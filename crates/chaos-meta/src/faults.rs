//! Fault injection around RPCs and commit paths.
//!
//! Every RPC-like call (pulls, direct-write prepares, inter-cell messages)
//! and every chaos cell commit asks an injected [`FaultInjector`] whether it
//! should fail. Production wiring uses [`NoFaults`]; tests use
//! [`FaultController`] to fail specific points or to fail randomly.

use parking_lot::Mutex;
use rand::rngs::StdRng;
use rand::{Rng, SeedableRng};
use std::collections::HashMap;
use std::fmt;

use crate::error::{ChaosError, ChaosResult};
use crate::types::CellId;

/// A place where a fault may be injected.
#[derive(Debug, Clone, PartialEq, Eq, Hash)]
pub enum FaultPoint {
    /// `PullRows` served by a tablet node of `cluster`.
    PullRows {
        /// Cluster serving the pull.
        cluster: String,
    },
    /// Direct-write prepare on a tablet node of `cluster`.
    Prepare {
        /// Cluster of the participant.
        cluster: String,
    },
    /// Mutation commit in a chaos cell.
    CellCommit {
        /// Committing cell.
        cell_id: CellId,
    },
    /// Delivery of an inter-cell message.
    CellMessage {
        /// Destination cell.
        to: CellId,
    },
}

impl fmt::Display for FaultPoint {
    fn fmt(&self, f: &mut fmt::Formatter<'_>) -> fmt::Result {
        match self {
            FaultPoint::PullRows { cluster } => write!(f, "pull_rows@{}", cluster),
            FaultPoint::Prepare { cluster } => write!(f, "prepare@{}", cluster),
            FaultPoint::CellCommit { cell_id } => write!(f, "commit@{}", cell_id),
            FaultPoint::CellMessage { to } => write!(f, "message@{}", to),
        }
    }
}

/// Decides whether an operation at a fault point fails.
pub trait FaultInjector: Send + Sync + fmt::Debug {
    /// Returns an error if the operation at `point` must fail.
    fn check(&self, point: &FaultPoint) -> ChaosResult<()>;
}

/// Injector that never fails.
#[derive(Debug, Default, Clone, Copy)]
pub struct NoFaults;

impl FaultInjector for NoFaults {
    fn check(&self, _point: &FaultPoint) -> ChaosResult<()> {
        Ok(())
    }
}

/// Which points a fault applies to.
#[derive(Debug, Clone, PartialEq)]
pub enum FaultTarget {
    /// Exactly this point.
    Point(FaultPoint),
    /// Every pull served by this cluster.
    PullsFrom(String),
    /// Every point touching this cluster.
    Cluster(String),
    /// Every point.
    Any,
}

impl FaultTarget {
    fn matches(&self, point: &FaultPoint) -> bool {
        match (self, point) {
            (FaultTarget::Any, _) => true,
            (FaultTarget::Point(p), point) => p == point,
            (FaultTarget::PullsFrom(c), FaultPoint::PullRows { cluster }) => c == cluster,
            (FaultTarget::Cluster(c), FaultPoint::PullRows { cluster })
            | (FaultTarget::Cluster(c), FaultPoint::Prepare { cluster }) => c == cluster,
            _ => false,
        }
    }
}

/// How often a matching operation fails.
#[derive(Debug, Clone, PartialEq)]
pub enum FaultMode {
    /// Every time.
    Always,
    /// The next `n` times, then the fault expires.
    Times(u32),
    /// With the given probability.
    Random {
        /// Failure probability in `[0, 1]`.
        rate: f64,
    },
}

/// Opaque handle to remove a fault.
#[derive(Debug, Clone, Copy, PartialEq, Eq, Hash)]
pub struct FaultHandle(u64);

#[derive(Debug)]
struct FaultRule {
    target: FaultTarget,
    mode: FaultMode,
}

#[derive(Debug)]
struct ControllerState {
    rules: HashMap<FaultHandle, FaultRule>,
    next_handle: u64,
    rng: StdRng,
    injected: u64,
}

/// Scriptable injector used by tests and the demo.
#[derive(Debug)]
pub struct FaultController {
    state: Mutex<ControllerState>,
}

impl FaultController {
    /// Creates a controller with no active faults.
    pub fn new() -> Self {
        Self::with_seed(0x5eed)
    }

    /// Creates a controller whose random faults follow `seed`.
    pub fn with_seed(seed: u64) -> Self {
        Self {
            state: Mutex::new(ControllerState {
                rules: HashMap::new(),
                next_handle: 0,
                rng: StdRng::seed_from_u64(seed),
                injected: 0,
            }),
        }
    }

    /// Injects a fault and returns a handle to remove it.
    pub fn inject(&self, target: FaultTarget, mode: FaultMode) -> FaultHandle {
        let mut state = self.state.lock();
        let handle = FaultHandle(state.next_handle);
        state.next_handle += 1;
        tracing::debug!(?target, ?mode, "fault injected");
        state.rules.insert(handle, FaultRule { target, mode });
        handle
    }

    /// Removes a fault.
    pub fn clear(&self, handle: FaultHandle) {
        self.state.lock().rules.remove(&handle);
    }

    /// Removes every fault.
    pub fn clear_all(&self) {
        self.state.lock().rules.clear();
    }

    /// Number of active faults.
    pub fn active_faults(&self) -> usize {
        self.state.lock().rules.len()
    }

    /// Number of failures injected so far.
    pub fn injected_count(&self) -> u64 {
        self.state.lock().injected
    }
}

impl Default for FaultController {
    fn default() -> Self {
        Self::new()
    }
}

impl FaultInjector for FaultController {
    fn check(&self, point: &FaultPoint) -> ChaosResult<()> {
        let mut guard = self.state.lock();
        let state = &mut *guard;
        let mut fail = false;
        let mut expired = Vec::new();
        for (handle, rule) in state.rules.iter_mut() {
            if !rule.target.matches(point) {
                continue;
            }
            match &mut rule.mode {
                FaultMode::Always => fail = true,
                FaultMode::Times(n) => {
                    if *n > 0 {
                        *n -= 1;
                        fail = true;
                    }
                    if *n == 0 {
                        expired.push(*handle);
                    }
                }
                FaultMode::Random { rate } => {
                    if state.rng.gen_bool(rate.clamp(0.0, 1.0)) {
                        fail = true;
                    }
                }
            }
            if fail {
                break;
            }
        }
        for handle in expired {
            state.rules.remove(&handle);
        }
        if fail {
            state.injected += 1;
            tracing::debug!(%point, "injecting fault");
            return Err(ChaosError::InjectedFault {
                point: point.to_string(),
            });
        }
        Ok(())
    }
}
_ _ _
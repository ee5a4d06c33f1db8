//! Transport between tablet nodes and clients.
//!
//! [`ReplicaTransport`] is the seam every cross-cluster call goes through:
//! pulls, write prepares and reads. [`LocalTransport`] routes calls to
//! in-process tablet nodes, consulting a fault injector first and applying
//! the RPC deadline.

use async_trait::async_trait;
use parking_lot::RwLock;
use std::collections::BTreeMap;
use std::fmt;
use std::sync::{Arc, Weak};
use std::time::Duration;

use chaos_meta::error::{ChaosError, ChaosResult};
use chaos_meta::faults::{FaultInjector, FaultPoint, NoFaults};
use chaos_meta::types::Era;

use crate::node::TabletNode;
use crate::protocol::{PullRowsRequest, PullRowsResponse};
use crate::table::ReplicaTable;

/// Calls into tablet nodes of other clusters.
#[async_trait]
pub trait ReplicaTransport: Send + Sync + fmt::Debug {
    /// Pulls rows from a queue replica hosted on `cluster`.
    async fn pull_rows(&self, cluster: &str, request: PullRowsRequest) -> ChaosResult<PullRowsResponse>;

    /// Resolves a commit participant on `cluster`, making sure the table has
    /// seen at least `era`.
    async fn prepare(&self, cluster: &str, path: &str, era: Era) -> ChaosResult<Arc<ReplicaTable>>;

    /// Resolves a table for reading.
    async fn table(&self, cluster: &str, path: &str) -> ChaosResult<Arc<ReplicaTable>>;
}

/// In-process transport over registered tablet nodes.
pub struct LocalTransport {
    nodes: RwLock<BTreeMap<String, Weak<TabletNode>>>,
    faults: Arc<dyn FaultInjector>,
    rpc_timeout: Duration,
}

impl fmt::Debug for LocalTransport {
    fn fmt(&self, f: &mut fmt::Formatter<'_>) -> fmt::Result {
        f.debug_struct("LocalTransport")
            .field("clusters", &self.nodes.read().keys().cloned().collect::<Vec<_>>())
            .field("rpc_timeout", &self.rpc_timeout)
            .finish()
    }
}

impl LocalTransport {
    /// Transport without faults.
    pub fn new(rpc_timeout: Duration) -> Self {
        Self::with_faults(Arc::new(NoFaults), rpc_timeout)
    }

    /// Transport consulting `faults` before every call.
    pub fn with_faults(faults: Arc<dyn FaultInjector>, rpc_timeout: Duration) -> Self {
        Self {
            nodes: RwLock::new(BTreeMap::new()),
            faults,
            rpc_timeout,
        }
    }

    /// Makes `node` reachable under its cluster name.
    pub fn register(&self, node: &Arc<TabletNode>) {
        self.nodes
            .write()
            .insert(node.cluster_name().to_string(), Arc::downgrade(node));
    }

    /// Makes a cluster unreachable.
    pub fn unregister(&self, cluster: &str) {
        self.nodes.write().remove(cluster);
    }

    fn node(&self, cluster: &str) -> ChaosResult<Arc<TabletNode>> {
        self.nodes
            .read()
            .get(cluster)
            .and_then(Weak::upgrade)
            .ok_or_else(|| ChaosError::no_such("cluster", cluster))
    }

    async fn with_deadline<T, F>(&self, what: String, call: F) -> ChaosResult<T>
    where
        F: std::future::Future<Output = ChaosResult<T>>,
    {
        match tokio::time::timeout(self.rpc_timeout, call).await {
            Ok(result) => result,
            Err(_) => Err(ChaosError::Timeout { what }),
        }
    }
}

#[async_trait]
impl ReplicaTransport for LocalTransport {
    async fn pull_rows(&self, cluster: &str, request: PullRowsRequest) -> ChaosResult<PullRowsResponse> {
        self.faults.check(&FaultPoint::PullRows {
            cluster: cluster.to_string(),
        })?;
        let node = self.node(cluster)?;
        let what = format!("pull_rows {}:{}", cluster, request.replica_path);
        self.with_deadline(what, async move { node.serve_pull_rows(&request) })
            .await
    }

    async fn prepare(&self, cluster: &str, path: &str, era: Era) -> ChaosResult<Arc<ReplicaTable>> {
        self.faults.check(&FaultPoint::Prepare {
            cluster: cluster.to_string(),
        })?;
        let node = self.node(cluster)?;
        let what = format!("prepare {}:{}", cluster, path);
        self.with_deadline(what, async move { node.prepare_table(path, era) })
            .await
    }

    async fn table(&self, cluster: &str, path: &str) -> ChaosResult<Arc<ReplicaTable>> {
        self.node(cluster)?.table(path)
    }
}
_ _ _
* Work instruction *
The expected output is each line of the records above that includes the word "Removes".

* Output *
    /// Removes a fault.
    /// Removes every fault.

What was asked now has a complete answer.